The Customer shall –

6.1 only use and store the Equipment for the purposes for which it is intended and in a careful and proper manner as if the Equipment were the Customers own property, and shall protect it from damage, loss and excessive wear and tear;

 

6.3 immediately following delivery, notify GLS in writing of any defects or fault in the Equipment

6.4 keep the Equipment at the premises as specified in the relevant rental Sheet unless prior written permission was has been obtained from GLS to move the Equipment elsewhere

6.5 not permit the Equipment to be moved beyond the borders of the Republic of South Africa, unless prior written permission has been obtained by GLS;

6.7 immediately notify GLS in writing if any attachment or execution is levied upon the Customer’s property at the premises where the Equipment is kept;

6.8 permit GLS’s employees and/or representatives to enter the premises where the equipment is kept to inspect the Equipment.

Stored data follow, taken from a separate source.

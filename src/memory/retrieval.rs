//! 外部检索服务长期记忆（retrieval plugin 协议）
//!
//! - 检索：POST {base}/query，body 为 [{"query", "top_k"}]，取每组结果的前 top_k 条 text
//! - 写入：POST {base}/upsert，body 为 [{"text", "metadata"}]，返回首个 document id
//! 两者都带 Bearer 鉴权；非 2xx 视为 Memory 错误。

use std::time::Duration;

use async_trait::async_trait;
use reqwest::Client;
use serde::de::DeserializeOwned;
use serde::{Deserialize, Serialize};

use crate::core::AgentError;
use crate::memory::LongTermMemory;

#[derive(Serialize)]
struct QueryRequest<'a> {
    query: &'a str,
    top_k: usize,
}

#[derive(Deserialize)]
struct QueryResponse {
    results: Vec<QueryResult>,
}

#[derive(Deserialize)]
struct QueryResult {
    #[serde(default)]
    results: Vec<DocumentChunk>,
}

#[derive(Deserialize)]
struct DocumentChunk {
    text: String,
}

#[derive(Serialize)]
struct UpsertDocument<'a> {
    text: &'a str,
    metadata: UpsertMetadata,
}

#[derive(Serialize)]
struct UpsertMetadata {
    source: &'static str,
    created_at: String,
}

#[derive(Deserialize)]
struct UpsertResponse {
    document_ids: Vec<String>,
}

/// 检索服务客户端
pub struct RetrievalApiMemory {
    client: Client,
    base_url: String,
    bearer_token: String,
}

impl RetrievalApiMemory {
    pub fn new(base_url: impl Into<String>, bearer_token: impl Into<String>, timeout_secs: u64) -> Self {
        let client = Client::builder()
            .timeout(Duration::from_secs(timeout_secs))
            .build()
            .unwrap_or_default();
        Self {
            client,
            base_url: base_url.into().trim_end_matches('/').to_string(),
            bearer_token: bearer_token.into(),
        }
    }

    async fn post<B: Serialize + ?Sized, R: DeserializeOwned>(
        &self,
        path: &str,
        body: &B,
    ) -> Result<R, AgentError> {
        let url = format!("{}/{}", self.base_url, path);
        let resp = self
            .client
            .post(&url)
            .bearer_auth(&self.bearer_token)
            .json(body)
            .send()
            .await
            .map_err(|e| AgentError::Memory(format!("Request {} failed: {}", path, e)))?;
        if !resp.status().is_success() {
            return Err(AgentError::Memory(format!(
                "{} returned HTTP {}",
                path,
                resp.status()
            )));
        }
        resp.json::<R>()
            .await
            .map_err(|e| AgentError::Memory(format!("Decode {} response: {}", path, e)))
    }
}

#[async_trait]
impl LongTermMemory for RetrievalApiMemory {
    async fn retrieve(&self, query: &str, top_k: usize) -> Result<Vec<String>, AgentError> {
        let body = [QueryRequest { query, top_k }];
        let resp: QueryResponse = self.post("query", &body).await?;
        Ok(resp
            .results
            .into_iter()
            .flat_map(|r| r.results.into_iter().take(top_k))
            .map(|chunk| chunk.text)
            .collect())
    }

    async fn save(&self, text: &str) -> Result<String, AgentError> {
        let body = [UpsertDocument {
            text,
            metadata: UpsertMetadata {
                source: "chat",
                created_at: chrono::Utc::now().to_rfc3339(),
            },
        }];
        let resp: UpsertResponse = self.post("upsert", &body).await?;
        resp.document_ids
            .into_iter()
            .next()
            .ok_or_else(|| AgentError::Memory("upsert returned no document id".to_string()))
    }
}

#[cfg(test)]
mod tests {
    use super::*;

    #[test]
    fn test_query_response_decodes_and_flattens() {
        let raw = r#"{"results":[{"query":"q","results":[
            {"id":"1","text":"alpha","score":0.9,"metadata":{}},
            {"id":"2","text":"beta","score":0.5,"metadata":{}}
        ]}]}"#;
        let resp: QueryResponse = serde_json::from_str(raw).unwrap();
        let texts: Vec<String> = resp
            .results
            .into_iter()
            .flat_map(|r| r.results.into_iter().take(1))
            .map(|c| c.text)
            .collect();
        assert_eq!(texts, vec!["alpha"]);
    }

    #[test]
    fn test_upsert_body_shape() {
        let body = [UpsertDocument {
            text: "Task: t. Result: r",
            metadata: UpsertMetadata {
                source: "chat",
                created_at: "2024-01-01T00:00:00Z".to_string(),
            },
        }];
        let json = serde_json::to_value(&body).unwrap();
        assert_eq!(json[0]["text"], "Task: t. Result: r");
        assert_eq!(json[0]["metadata"]["source"], "chat");
    }

    #[test]
    fn test_base_url_trailing_slash_trimmed() {
        let memory = RetrievalApiMemory::new("http://localhost:8000/", "token", 5);
        assert_eq!(memory.base_url, "http://localhost:8000");
    }
}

6.9 not allow or cause the removal, obliteration or change of any identification marks on the Equipment;

6.10 not materially alter or modify the Equipment without GLS’s prior written consent;

6.11 be liable for the repair cost of the Equipment in the event of any damage or destruction to the Equipment as a result of the Customer and/or its employees/agent’s negligence, gross negligence and/or fault.

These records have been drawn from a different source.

//! LLM 客户端抽象
//!
//! 所有后端（OpenAI 兼容 / Scripted）实现 LlmClient：complete 为一次无状态的补全调用。
//! RetryingLlmClient 在传输层做指数退避重试，重试耗尽后以 LlmError::Exhausted 交给上层（对核心而言是致命错误）。

use std::sync::Arc;
use std::time::Duration;

use async_trait::async_trait;
use thiserror::Error;

use crate::memory::Message;

/// LLM 调用错误
#[derive(Error, Debug, Clone, PartialEq)]
pub enum LlmError {
    #[error("API error: {0}")]
    ApiError(String),

    #[error("Rate limited (retry after {retry_after_ms} ms)")]
    RateLimited { retry_after_ms: u64 },

    #[error("Network error: {0}")]
    Network(String),

    /// 请求本身不合法（构造失败、参数错误），重试无意义
    #[error("Invalid request: {0}")]
    InvalidRequest(String),

    #[error("Empty response")]
    EmptyResponse,

    #[error("Gave up after {attempts} attempts: {last}")]
    Exhausted { attempts: u32, last: String },
}

impl LlmError {
    /// 是否值得在传输层重试
    pub fn is_retryable(&self) -> bool {
        matches!(
            self,
            LlmError::ApiError(_) | LlmError::RateLimited { .. } | LlmError::Network(_)
        )
    }
}

/// 单次调用的生成参数；None 表示使用客户端默认值
#[derive(Debug, Clone, Copy, Default, PartialEq)]
pub struct CompletionOptions {
    pub max_tokens: Option<u32>,
    pub temperature: Option<f32>,
}

impl CompletionOptions {
    pub fn new(max_tokens: u32, temperature: f32) -> Self {
        Self {
            max_tokens: Some(max_tokens),
            temperature: Some(temperature),
        }
    }
}

/// LLM 客户端 trait：有序消息 -> 文本
#[async_trait]
pub trait LlmClient: Send + Sync {
    /// 使用默认参数完成
    async fn complete(&self, messages: &[Message]) -> Result<String, LlmError> {
        self.complete_with(messages, &CompletionOptions::default())
            .await
    }

    /// 使用指定参数完成
    async fn complete_with(
        &self,
        messages: &[Message],
        options: &CompletionOptions,
    ) -> Result<String, LlmError>;

    /// 获取累计 token 使用统计：(prompt_tokens, completion_tokens, total_tokens)
    fn token_usage(&self) -> (u64, u64, u64) {
        (0, 0, 0)
    }
}

/// 传输层重试配置：第 n 次重试前等待 initial_delay_ms * multiplier^(n-1)，不超过 max_delay_ms
#[derive(Debug, Clone)]
pub struct RetryConfig {
    pub max_retries: u32,
    pub initial_delay_ms: u64,
    pub backoff_multiplier: f64,
    pub max_delay_ms: u64,
}

impl Default for RetryConfig {
    fn default() -> Self {
        Self {
            max_retries: 8,
            initial_delay_ms: 1000,
            backoff_multiplier: 4.0,
            max_delay_ms: 60_000,
        }
    }
}

impl RetryConfig {
    /// 不等待、不重试（测试用）
    pub fn none() -> Self {
        Self {
            max_retries: 0,
            initial_delay_ms: 0,
            backoff_multiplier: 1.0,
            max_delay_ms: 0,
        }
    }

    pub fn delay_for(&self, attempt: u32, retry_after_ms: Option<u64>) -> Duration {
        if let Some(ms) = retry_after_ms {
            return Duration::from_millis(ms.min(self.max_delay_ms));
        }
        let multiplier = self
            .backoff_multiplier
            .powi(attempt.saturating_sub(1) as i32);
        let delay = (self.initial_delay_ms as f64 * multiplier) as u64;
        Duration::from_millis(delay.min(self.max_delay_ms))
    }
}

/// 带重试的 LLM 客户端装饰器
pub struct RetryingLlmClient {
    inner: Arc<dyn LlmClient>,
    config: RetryConfig,
}

impl RetryingLlmClient {
    pub fn new(inner: Arc<dyn LlmClient>, config: RetryConfig) -> Self {
        Self { inner, config }
    }
}

#[async_trait]
impl LlmClient for RetryingLlmClient {
    async fn complete_with(
        &self,
        messages: &[Message],
        options: &CompletionOptions,
    ) -> Result<String, LlmError> {
        let mut attempt = 0u32;
        loop {
            attempt += 1;
            match self.inner.complete_with(messages, options).await {
                Ok(text) => return Ok(text),
                Err(e) if e.is_retryable() && attempt <= self.config.max_retries => {
                    let retry_after = match &e {
                        LlmError::RateLimited { retry_after_ms } => Some(*retry_after_ms),
                        _ => None,
                    };
                    let delay = self.config.delay_for(attempt, retry_after);
                    tracing::warn!(
                        attempt,
                        delay_ms = delay.as_millis() as u64,
                        error = %e,
                        "LLM call failed, retrying"
                    );
                    tokio::time::sleep(delay).await;
                }
                Err(e) if e.is_retryable() => {
                    return Err(LlmError::Exhausted {
                        attempts: attempt,
                        last: e.to_string(),
                    });
                }
                Err(e) => return Err(e),
            }
        }
    }

    fn token_usage(&self) -> (u64, u64, u64) {
        self.inner.token_usage()
    }
}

6.12 be liable for the replacement cost of the Equipment in the event of the destruction or loss of the Equipment as provided for in 5, as a result of the Customers and/or its employees/agents negligence, gross negligence and or fault.

6.13 The Customer will be liable for payment of rental cost of equipment if the equipment is reflecting on the customers account, even if the Equipment is unusable by the Customer, unless the damage is declared and equipment returned to GLS;

6.14 If the Equipment is damaged and/or destroyed, the Customer must declare this to GLS and return the RF-Tag to GLS;

6.15 If the RF-Tag fails to be read the Customer shall be liable for the replacement of the RF-Tag.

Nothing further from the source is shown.